Arthur Petersen: Chief scientist at the PBL Netherlands Environmental Assessment Agency and visiting professor at CCCEP and the Grantham Research Institute

Experts charged with assessing the scientific evidence on global climate change are entering the final straight in their efforts to sum up the relevant research and offer predictions for the decades ahead.

Although content remains under wraps, the physical science part of the fifth assessment report of the Intergovernmental Panel on Climate Change (IPCC) is due to be published next year, followed by two more overviews – of impacts, adaptation and vulnerability and mitigation.

But as the authors head into their final year of drafting, they should be reminded not to be afraid of fully expressing their expert judgment on the potential future impacts of climate change.

Controversies over the IPCC’s last assessment in 2007 focused on the overstated rate of melting of the Himalayan glaciers and overemphasis of the most negative projected regional impacts of global warming.

It is less well appreciated that the report also provided estimates of some of the most important future risks that many scientists think were too conservative – but they did not include estimates of these risks in the official document.

For example, the estimates of possible rises in global sea level by the end of the century neglected the possibility of a rapid destabilisation of the land-based ice sheets in West Antarctica and Greenland, which could cause a much bigger increase.

The report openly acknowledged that this impact was excluded because current models of ice sheets cannot produce reliable projections. Yet it would have been far more helpful if the scientists had used their expert judgment to estimate how much more sea levels might rise than the 59 centimetres presented in the worst case scenario in the report.

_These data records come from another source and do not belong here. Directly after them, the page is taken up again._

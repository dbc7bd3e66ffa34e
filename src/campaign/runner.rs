//! The campaign dispatch loop.
//!
//! A campaign walks the owner's pending recipients strictly one at a time:
//! re-check the stored state, compose, deliver, persist. A failed attempt is
//! logged and the loop moves on; nothing is retried within the same run.

use std::time::Duration;

use tokio::time::{Instant, sleep_until};

use crate::domain::types::{OwnerId, RecipientId};
use crate::domain::{Account, Credentials, Recipient, Template};
use crate::errors::{Error, PreconditionError};
use crate::repository::{AccountReader, RecipientReader, RecipientWriter, TemplateReader};
use crate::transport::Mailer;

use super::message_builder::{Sender, compose};

/// Wait between two consecutive campaign deliveries.
pub const CAMPAIGN_PACING: Duration = Duration::from_secs(120);

/// Wait between two consecutive deliveries of a synchronous send-to-all.
pub const SEND_ALL_PACING: Duration = Duration::from_secs(2);

/// Delays enforced between delivery attempts.
#[derive(Debug, Clone, Copy, PartialEq, Eq)]
pub struct Pacing {
    pub campaign: Duration,
    pub send_all: Duration,
}

impl Default for Pacing {
    fn default() -> Self {
        Self {
            campaign: CAMPAIGN_PACING,
            send_all: SEND_ALL_PACING,
        }
    }
}

/// Everything the dispatch loop needs, resolved while loading.
#[derive(Debug, Clone)]
pub struct Campaign {
    pub owner: Account,
    pub credentials: Credentials,
    pub template: Template,
    pub recipients: Vec<Recipient>,
}

/// Result of the loading phase.
#[derive(Debug)]
pub enum Loaded {
    Ready(Campaign),
    /// Nothing is pending; starting is a successful no-op.
    NothingPending,
}

impl Campaign {
    /// Resolves credentials, template and pending recipients for `owner_id`.
    pub fn load<R>(repo: &R, owner_id: OwnerId) -> Result<Loaded, Error>
    where
        R: AccountReader + TemplateReader + RecipientReader,
    {
        log::debug!("Campaign for account {owner_id}: {:?}", CampaignState::Loading);
        let owner = repo
            .get_account_by_id(owner_id)?
            .ok_or(PreconditionError::OwnerNotFound(owner_id))?;
        let credentials = owner
            .credentials
            .clone()
            .ok_or(PreconditionError::MissingCredentials(owner_id))?;
        let template = repo
            .get_template(owner_id)?
            .ok_or(PreconditionError::MissingTemplate(owner_id))?;
        let recipients = repo.list_pending(owner_id)?;

        if recipients.is_empty() {
            return Ok(Loaded::NothingPending);
        }

        Ok(Loaded::Ready(Campaign {
            owner,
            credentials,
            template,
            recipients,
        }))
    }
}

/// Where the dispatch loop currently is.
#[derive(Debug, Clone, Copy, PartialEq, Eq)]
pub enum CampaignState {
    Loading,
    Dispatching(usize),
    Completed,
}

/// Per-run counters, used for logging only.
#[derive(Debug, Clone, Copy, Default, PartialEq, Eq)]
pub struct CampaignReport {
    pub sent: usize,
    pub failed: usize,
    pub skipped: usize,
    /// Delivered but the `Sent` state could not be stored.
    pub unrecorded: usize,
}

impl CampaignReport {
    fn skip(&mut self, recipient: &Recipient, reason: &str) {
        log::info!("Skipping {} ({reason})", recipient.email_address);
        self.skipped += 1;
    }
}

enum Recheck {
    Send,
    Skip(&'static str),
}

fn recheck<R: RecipientReader>(repo: &R, id: RecipientId) -> Recheck {
    match repo.get_recipient_by_id(id) {
        Ok(Some(current)) if current.delivery_state.is_sent() => Recheck::Skip("already sent"),
        Ok(Some(_)) => Recheck::Send,
        Ok(None) => Recheck::Skip("no longer exists"),
        Err(e) => {
            log::error!("Cannot re-check recipient {id}: {e}");
            Recheck::Skip("state unavailable")
        }
    }
}

/// Runs the dispatch loop to completion. Never aborts early.
pub async fn run_campaign<R, M>(
    campaign: Campaign,
    repo: &R,
    mailer: &M,
    pacing: Duration,
) -> CampaignReport
where
    R: RecipientReader + RecipientWriter,
    M: Mailer + ?Sized,
{
    let owner_id = campaign.owner.id;
    let sender = Sender {
        name: campaign.owner.display_name.as_str(),
        address: campaign.credentials.sender_address.as_str(),
    };
    let mut report = CampaignReport::default();
    let mut last_attempt: Option<Instant> = None;

    log::info!(
        "Starting campaign for account {owner_id} with {} pending recipients",
        campaign.recipients.len()
    );

    for (index, recipient) in campaign.recipients.iter().enumerate() {
        log::debug!(
            "Campaign for account {owner_id}: {:?}",
            CampaignState::Dispatching(index)
        );

        // recipients handled elsewhere are dropped without waiting
        if let Recheck::Skip(reason) = recheck(repo, recipient.id) {
            report.skip(recipient, reason);
            continue;
        }

        let due = last_attempt.map(|finished_at| finished_at + pacing);
        if let Some(due) = due.filter(|due| Instant::now() < *due) {
            sleep_until(due).await;
            if let Recheck::Skip(reason) = recheck(repo, recipient.id) {
                report.skip(recipient, reason);
                continue;
            }
        }

        let message = match compose(&campaign.template, recipient, &sender) {
            Ok(message) => message,
            Err(e) => {
                log::error!("Cannot compose email to {}: {e}", recipient.email_address);
                report.failed += 1;
                last_attempt = Some(Instant::now());
                continue;
            }
        };

        let outcome = mailer.deliver(&message, &campaign.credentials).await;
        last_attempt = Some(Instant::now());

        if let Err(e) = outcome {
            log::error!("Failed to send email to {}: {e}", recipient.email_address);
            report.failed += 1;
            continue;
        }

        log::info!("Email sent successfully to {}", recipient.email_address);
        report.sent += 1;

        if let Err(e) = repo.mark_sent(recipient.id) {
            log::error!(
                "Failed to update sent status for recipient {}: {}",
                recipient.id,
                e
            );
            report.unrecorded += 1;
        }
    }

    log::info!(
        "Campaign for account {owner_id} {:?}: {} sent, {} failed, {} skipped, {} unrecorded",
        CampaignState::Completed,
        report.sent,
        report.failed,
        report.skipped,
        report.unrecorded
    );

    report
}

Similarly, the climate models cited by the IPCC in estimates of temperature change by the end of the century did not fully take into account uncertainties in the relationship between climate and the carbon cycle. And even though this shortcoming was openly acknowledged in the 2007 assessment, the researchers who prepared the report’s summary for politicians did not attempt to quantify how it might affect future projections of temperature.

As a result, policy-makers and the public are not being fully informed of the worst potential consequences.

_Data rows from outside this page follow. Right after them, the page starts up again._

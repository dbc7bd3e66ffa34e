mod common;

use pushkind_pigeon::domain::NewTemplate;
use pushkind_pigeon::domain::types::{DeliveryState, OwnerId, RecipientId};
use pushkind_pigeon::repository::errors::RepositoryError;
use pushkind_pigeon::repository::{
    AccountReader, RecipientReader, RecipientWriter, TemplateReader, TemplateWriter,
};

#[test]
fn lists_pending_in_store_order() {
    let db = common::TestDb::new("lists_pending_in_store_order.db");
    let (owner_id, recipients) = common::seed_campaign(&db, 3);
    let repo = db.repo();

    repo.mark_sent(recipients[1].id).unwrap();

    let pending = repo.list_pending(owner_id).unwrap();
    let ids: Vec<_> = pending.iter().map(|r| r.id).collect();
    assert_eq!(ids, vec![recipients[0].id, recipients[2].id]);

    let all = repo.list_all(owner_id).unwrap();
    assert_eq!(all.len(), 3);
    assert_eq!(all[1].delivery_state, DeliveryState::Sent);
}

#[test]
fn recipients_are_scoped_to_owner() {
    let db = common::TestDb::new("recipients_are_scoped_to_owner.db");
    let (owner_id, _) = common::seed_campaign(&db, 2);
    let other = common::insert_account(&db.pool(), "Other", None);
    let repo = db.repo();
    common::insert_recipients(&repo, other, 1);

    assert_eq!(repo.list_all(owner_id).unwrap().len(), 2);
    assert_eq!(repo.list_pending(other).unwrap().len(), 1);
}

#[test]
fn mark_sent_is_one_way() {
    let db = common::TestDb::new("mark_sent_is_one_way.db");
    let (_, recipients) = common::seed_campaign(&db, 1);
    let repo = db.repo();
    let id = recipients[0].id;

    assert_eq!(recipients[0].delivery_state, DeliveryState::Pending);
    repo.mark_sent(id).unwrap();
    repo.mark_sent(id).unwrap();

    let stored = repo.get_recipient_by_id(id).unwrap().unwrap();
    assert_eq!(stored.delivery_state, DeliveryState::Sent);
}

#[test]
fn mark_sent_reports_missing_recipient() {
    let db = common::TestDb::new("mark_sent_reports_missing_recipient.db");
    let repo = db.repo();

    let result = repo.mark_sent(RecipientId::new(42));

    assert!(matches!(result, Err(RepositoryError::NotFound)));
    assert!(repo.get_recipient_by_id(RecipientId::new(42)).unwrap().is_none());
}

#[test]
fn template_is_unique_per_owner() {
    let db = common::TestDb::new("template_is_unique_per_owner.db");
    let (owner_id, _) = common::seed_campaign(&db, 0);
    let repo = db.repo();
    let first = repo.get_template(owner_id).unwrap().unwrap();

    let replaced = repo
        .upsert_template(&NewTemplate {
            owner_id,
            name: "Follow-up".into(),
            subject_pattern: "Following up".into(),
            body_pattern: "Hello again {name}".into(),
        })
        .unwrap();

    assert_eq!(replaced.id, first.id);
    let stored = repo.get_template(owner_id).unwrap().unwrap();
    assert_eq!(stored.name, "Follow-up");
    assert_eq!(stored.body_pattern, "Hello again {name}");
}

#[test]
fn credentials_require_both_parts() {
    let db = common::TestDb::new("credentials_require_both_parts.db");
    let pool = db.pool();
    let configured = common::insert_account(&pool, "Alice", Some(("alice@work.test", "pw")));
    let blank = common::insert_account(&pool, "Bob", Some(("bob@work.test", "")));
    let none = common::insert_account(&pool, "Carol", None);
    let repo = db.repo();

    let credentials = repo.get_credentials(configured).unwrap().unwrap();
    assert_eq!(credentials.sender_address, "alice@work.test");
    assert!(repo.get_credentials(blank).unwrap().is_none());
    assert!(repo.get_credentials(none).unwrap().is_none());
    assert!(repo.get_credentials(OwnerId::new(999)).unwrap().is_none());

    let account = repo.get_account_by_id(configured).unwrap().unwrap();
    assert_eq!(account.display_name, "Alice");
}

Why has this come about? A key reason is that the scientists involved in producing the assessments have been reluctant to over-rule conservative estimates by computer models. This is largely due to the insufficient guidance on communicating uncertainty given by the IPCC in the past, as I point out in my book ‘Simulating Nature: a philosophical study of computer-simulation uncertainties and their role in climate science and policy advice’.

The IPCC has issued improved guidance on how authors should express uncertainty surrounding such model predictions, but it remains to be seen how effective this will be in avoiding the issues seen in 2007. Use of these guidelines in a recent document resulted in an assessment of uncertainty that was technical and hence may not help provide clarity for politicians and the public.

As the next major assessment takes shape, the message is that researchers must be encouraged to speak up and feel free to convey uncertainties over the risks ahead in a way that allows politicians and the public to get the bigger picture – one that encompasses the full range of potential impacts of climate change.